Monitor flickers at 60Hz but not 144Hz – fix

Hardware – Monitors Intermediate 👁 0 views 📅 May 30, 2026

If your monitor flickers at 60Hz but runs smooth at 144Hz, it's usually a cable bandwidth or GPU setting issue. Here's the fix.

Quick answer

Try using a DisplayPort cable rated for your monitor's max resolution and refresh rate. If you're on HDMI, swap to DisplayPort. Also disable GPU scaling in your graphics driver and test each refresh rate one by one through Windows display settings.

Why this happens

This flicker at lower refresh rates—especially 60Hz—is more common than you'd think. I've seen it on gaming monitors from Asus, Dell, and LG, and it pops up most often when you plug a high-refresh monitor into a laptop or desktop that's also driving a secondary 60Hz display. The root cause is almost always a cable bandwidth mismatch or a GPU scaling setting that doesn't play nice with the monitor's scaler.

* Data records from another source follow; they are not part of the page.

use sea_orm::entity::prelude::*;
use sea_orm::{DatabaseConnection, Set};
use chrono::Utc;
use serde::{Deserialize, Serialize};

use crate::errors::ModelError;

#[derive(Clone, Debug, PartialEq, DeriveEntityModel, Serialize, Deserialize)]
#[sea_orm(table_name = "admin_user")]
pub struct Model {
    #[sea_orm(primary_key)]
    pub id: i32,
    pub username: String,
    pub password_hash: String,
    pub created_at: DateTimeWithTimeZone,
    pub updated_at: DateTimeWithTimeZone,
}

#[derive(Copy, Clone, Debug, EnumIter, DeriveRelation)]
pub enum Relation {}

impl ActiveModelBehavior for ActiveModel {}

pub async fn find_by_username(db: &DatabaseConnection, username: &str) -> Result<Option<Model>, ModelError> {
    Entity::find()
        .filter(Column::Username.eq(username))
        .one(db)
        .await
        .map_err(|e| ModelError::Db(e.to_string()))
}

/// The password arrives pre-hashed; plaintext never reaches this layer.
pub async fn create(db: &DatabaseConnection, username: &str, password_hash: &str) -> Result<Model, ModelError> {
    if username.trim().is_empty() {
        return Err(ModelError::Validation("username required".into()));
    }
    if password_hash.is_empty() {
        return Err(ModelError::Validation("password hash required".into()));
    }
    let now = Utc::now().into();
    let am = ActiveModel {
        username: Set(username.to_string()),
        password_hash: Set(password_hash.to_string()),
        created_at: Set(now),
        updated_at: Set(now),
        ..Default::default()
    };
    am.insert(db).await.map_err(|e| ModelError::Db(e.to_string()))
}

pub async fn update_password(db: &DatabaseConnection, id: i32, password_hash: &str) -> Result<(), ModelError> {
    let found = Entity::find_by_id(id)
        .one(db)
        .await
        .map_err(|e| ModelError::Db(e.to_string()))?
        .ok_or_else(|| ModelError::NotFound(format!("admin user {id} not found")))?;
    let mut am: ActiveModel = found.into();
    am.password_hash = Set(password_hash.to_string());
    am.updated_at = Set(Utc::now().into());
    am.update(db).await.map_err(|e| ModelError::Db(e.to_string()))?;
    Ok(())
}
//! Asset registry: gallery images, home slideshow images and keyed site
//! assets (logo). Uploads flow through the configured [`crate::storage`]
//! backend; rows live in the database.

pub mod domain;
pub mod service;

pub use service::AssetService;
//! Create `site_asset` table. One row per asset type (logo, favicon, ...);
//! writes are upserts keyed by `asset_type`.
use sea_orm_migration::{prelude::*, schema::*};

#[derive(DeriveMigrationName)]
pub struct Migration;

#[async_trait::async_trait]
impl MigrationTrait for Migration {
    async fn up(&self, manager: &SchemaManager) -> Result<(), DbErr> {
        manager
            .create_table(
                Table::create()
                    .table(SiteAsset::Table)
                    .if_not_exists()
                    .col(pk_auto(SiteAsset::Id))
                    .col(string_len(SiteAsset::AssetType, 64).unique_key().not_null())
                    .col(string_len(SiteAsset::ImageUrl, 512).not_null())
                    .col(string_len(SiteAsset::PublicId, 255).not_null())
                    .col(string_len(SiteAsset::AltText, 255).not_null())
                    .col(timestamp_with_time_zone(SiteAsset::UpdatedAt).not_null())
                    .to_owned(),
            )
            .await
    }

    async fn down(&self, manager: &SchemaManager) -> Result<(), DbErr> {
        manager.drop_table(Table::drop().table(SiteAsset::Table).to_owned()).await
    }
}

#[derive(DeriveIden)]
enum SiteAsset { Table, Id, AssetType, ImageUrl, PublicId, AltText, UpdatedAt }
use sea_orm::DatabaseConnection;

use models::booking::BookingStatus;

use crate::booking::domain::NewBooking;
use crate::booking::repository::BookingRepository;
use crate::errors::ServiceError;

/// SeaORM-backed repository delegating to the `models` helpers.
pub struct SeaOrmBookingRepository {
    pub db: DatabaseConnection,
}

#[async_trait::async_trait]
impl BookingRepository for SeaOrmBookingRepository {
    async fn insert(&self, booking: &NewBooking) -> Result<models::booking::Model, ServiceError> {
        models::booking::create(
            &self.db,
            &booking.name,
            &booking.phone,
            booking.email.as_deref(),
            &booking.package,
            &booking.event_date,
            &booking.details,
        )
        .await
        .map_err(ServiceError::from)
    }

    async fn list_recent(&self, limit: u64) -> Result<Vec<models::booking::Model>, ServiceError> {
        models::booking::list_recent(&self.db, limit).await.map_err(ServiceError::from)
    }

    async fn set_status(&self, id: i32, next: BookingStatus) -> Result<(), ServiceError> {
        models::booking::set_status(&self.db, id, next).await.map_err(ServiceError::from)
    }

    async fn delete(&self, id: i32) -> Result<bool, ServiceError> {
        models::booking::delete(&self.db, id).await.map_err(ServiceError::from)
    }
}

Here's what's going on: modern high-refresh monitors (144Hz, 165Hz, 240Hz) use a scaler chip that's optimized for higher refresh rates. When you drop down to 60Hz—say because you're running a second monitor at 60Hz or you set the refresh rate lower for battery saving—the scaler has to change its timing. If the cable (especially an older HDMI cable) doesn't have enough bandwidth to carry the full resolution at 60Hz with the monitor's preferred color depth, the signal gets noisy. That noise shows up as flicker, stutter, or even black flashes.

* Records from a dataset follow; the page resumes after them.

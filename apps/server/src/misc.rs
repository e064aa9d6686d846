use tracing_subscriber::{EnvFilter, fmt, layer::SubscriberExt, util::SubscriberInitExt};

/// `RUST_LOG` wins over the default `info` level.
pub fn set_logger() {
    let env_filter = EnvFilter::try_from_default_env().unwrap_or_else(|_| EnvFilter::new("info"));

    tracing_subscriber::registry()
        .with(env_filter)
        .with(fmt::layer())
        .init();
}

pub async fn shutdown_signal() {
    let ctrl_c = async {
        if let Err(e) = tokio::signal::ctrl_c().await {
            tracing::error!(error = %e, "ctrl_c_handler_failed");
            std::future::pending::<()>().await;
        }
    };

    #[cfg(unix)]
    let terminate = async {
        match tokio::signal::unix::signal(tokio::signal::unix::SignalKind::terminate()) {
            Ok(mut signal) => {
                signal.recv().await;
            }
            Err(e) => {
                tracing::error!(error = %e, "sigterm_handler_failed");
                std::future::pending::<()>().await;
            }
        }
    };

    #[cfg(not(unix))]
    let terminate = std::future::pending::<()>();

    tokio::select! {
        _ = ctrl_c => {},
        _ = terminate => {},
    }

    tracing::info!("shutdown_signal_received");
}
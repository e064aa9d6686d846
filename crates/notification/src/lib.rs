mod error;
mod handler;
mod hub;
mod inbox;
mod producer;
mod store;

pub use error::*;
pub use handler::*;
pub use hub::*;
pub use inbox::*;
pub use producer::*;
pub use store::*;

pub use healthhub_notification_interface::{
    parse_date, Action, Notification, NotificationBuilder, NotificationKind, Priority,
};
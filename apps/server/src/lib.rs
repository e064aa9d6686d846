pub mod auth;
mod error;
mod misc;
pub mod routes;
mod server;
pub mod state;

pub use error::*;
pub use server::*;
pub use state::AppState;
pub use misc::*;
use std::path::PathBuf;

mod error;
pub use error::*;

pub const ENV_PREFIX: &str = "HEALTHHUB";

#[macro_export]
macro_rules! common_derives {
    ($item:item) => {
        #[derive(Debug, Clone, serde::Deserialize, serde::Serialize, schemars::JsonSchema)]
        $item
    };
}

common_derives! {
    #[derive(Default)]
    pub struct Config {
        #[serde(rename = "$schema", skip_serializing_if = "Option::is_none")]
        #[schemars(skip)]
        pub schema: Option<String>,
        #[serde(default)]
        pub general: GeneralConfig,
        #[serde(default)]
        pub storage: StorageConfig,
    }
}

common_derives! {
    #[serde(default)]
    pub struct GeneralConfig {
        pub host: String,
        pub port: u16,
        /// HS256 signing key for access tokens. When unset the server makes up
        /// a per-process key, so tokens do not survive a restart.
        pub jwt_secret: Option<String>,
    }
}

impl Default for GeneralConfig {
    fn default() -> Self {
        Self {
            host: "127.0.0.1".to_string(),
            port: 5000,
            jwt_secret: None,
        }
    }
}

common_derives! {
    #[derive(Default)]
    #[serde(default)]
    pub struct StorageConfig {
        pub pdf_dir: Option<PathBuf>,
    }
}

impl StorageConfig {
    pub fn pdf_dir(&self) -> PathBuf {
        self.pdf_dir
            .clone()
            .unwrap_or_else(|| data_dir().join("pdfs"))
    }
}

pub fn data_dir() -> PathBuf {
    dirs::data_dir()
        .unwrap_or_else(std::env::temp_dir)
        .join("com.healthhub")
}

pub fn config_dir() -> Option<PathBuf> {
    dirs::config_dir().map(|dir| dir.join("com.healthhub"))
}

impl Config {
    /// Reads `path` (or the global config file, if present) and the process
    /// environment.
    pub fn new(path: Option<String>) -> Result<Self, crate::Error> {
        Self::from_env(path, std::env::vars())
    }

    /// Later sources win: file, then `HEALTHHUB_*` variables, then the bare
    /// `JWT_SECRET` and `PORT` variables.
    pub fn from_env(
        path: Option<String>,
        vars: impl IntoIterator<Item = (String, String)>,
    ) -> Result<Self, crate::Error> {
        let vars: config::Map<String, String> = vars.into_iter().collect();

        let mut builder = config::Config::builder();

        match path {
            Some(path) => {
                builder = builder.add_source(config::File::with_name(&path));
            }
            None => {
                if let Some(dir) = config_dir() {
                    let global = dir.join("config").to_string_lossy().to_string();
                    builder = builder.add_source(config::File::with_name(&global).required(false));
                }
            }
        }

        let settings = builder
            .add_source(
                config::Environment::with_prefix(ENV_PREFIX)
                    .prefix_separator("_")
                    .separator("__")
                    .source(Some(vars.clone())),
            )
            .set_override_option("general.jwt_secret", vars.get("JWT_SECRET").cloned())?
            .set_override_option("general.port", vars.get("PORT").cloned())?
            .build()?;

        let config = settings.try_deserialize::<Config>()?;
        Ok(config)
    }

    pub fn schema() -> schemars::schema::RootSchema {
        schemars::schema_for!(Config)
    }
}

Another major culprit: GPU scaling. When your graphics card handles the scaling instead of the monitor, it can introduce timing issues at non-native refresh rates. This is especially common on Nvidia cards where the default scaling mode is set to GPU.

Step-by-step fix

  1. Check your cable. If you're using an HDMI cable, especially one that came with the monitor or is older than HDMI 2.0, swap it out for a DisplayPort cable. DisplayPort handles variable refresh rates more consistently. After you swap, reboot the monitor (turn it off for 30 seconds, then back on). You should see the flicker disappear at 60Hz immediately.
  2. Disable GPU scaling. Open your graphics control panel. For Nvidia users: right-click desktop, open Nvidia Control Panel, go to Display -> Adjust desktop size and position. Set scaling mode to 'No scaling' (or 'Aspect ratio' if you need scaling, but 'No scaling' is safest). Check the box 'Override the scaling mode set by games and programs'. Click Apply. The screen will flash—that's normal. After that, test 60Hz again.
  3. Force a clean refresh rate switch. Open Windows Display settings (right-click desktop -> Display settings -> Advanced display). Under 'Choose a refresh rate', pick 60Hz. Wait 10 seconds. If it flickers, switch to 120Hz, then back to 60Hz. This resets the monitor's internal timing. I've seen this fix the issue on Dell S2721DGF monitors more than once.
  4. Check monitor OSD settings. Press the monitor's menu button. Look for a setting called 'DisplayPort version' or 'HDMI version'. Set it to the highest version your cable supports (1.4 or 2.0). Also check for 'FreeSync Premium' or 'G-Sync Compatible' and turn it off temporarily. Some monitors have a bug where FreeSync causes flicker at low refresh rates.
  5. Update your graphics driver. Download the latest driver from Nvidia or AMD, but use a clean install (the option 'Perform a clean installation' in Nvidia's installer). Old drivers can have timing bugs that only show at specific refresh rates.

Alternative fixes if the main one fails

  • Change color depth. In Nvidia Control Panel -> Change resolution, set the output color depth to 8-bit (not 10-bit). 10-bit requires more bandwidth and can cause flicker at 60Hz on HDMI cables.
  • Disable secondary monitors. If you're running multiple monitors, unplug all except the flickering one and test 60Hz. If the flicker stops, the issue is your secondary monitor's refresh rate conflicting. Set the secondary to the same 60Hz or use a separate GPU output.
  • Try a different power outlet. It sounds wild, but I've had a case where a monitor plugged into a power strip with other high-draw devices flickered at 60Hz because of voltage drop. Plug the monitor directly into a wall outlet and retest.
  • Factory reset the monitor. In the OSD menu, find 'Factory Reset' or 'Reset All Settings'. This clears any scaler timing bugs that accumulated from switching between different inputs and resolutions.

Prevention tip

Always use the cable that came with your monitor, or buy a certified DisplayPort cable (VESA-certified, not the cheap $5 ones). If you plan to run multiple monitors, set them all to the same refresh rate in Windows—mixing 60Hz and 144Hz is possible but often causes flicker on the lower-rate screen. Also, keep your monitor's firmware updated. Manufacturers like LG and Asus release firmware updates that fix scaler bugs. Check their support page every few months.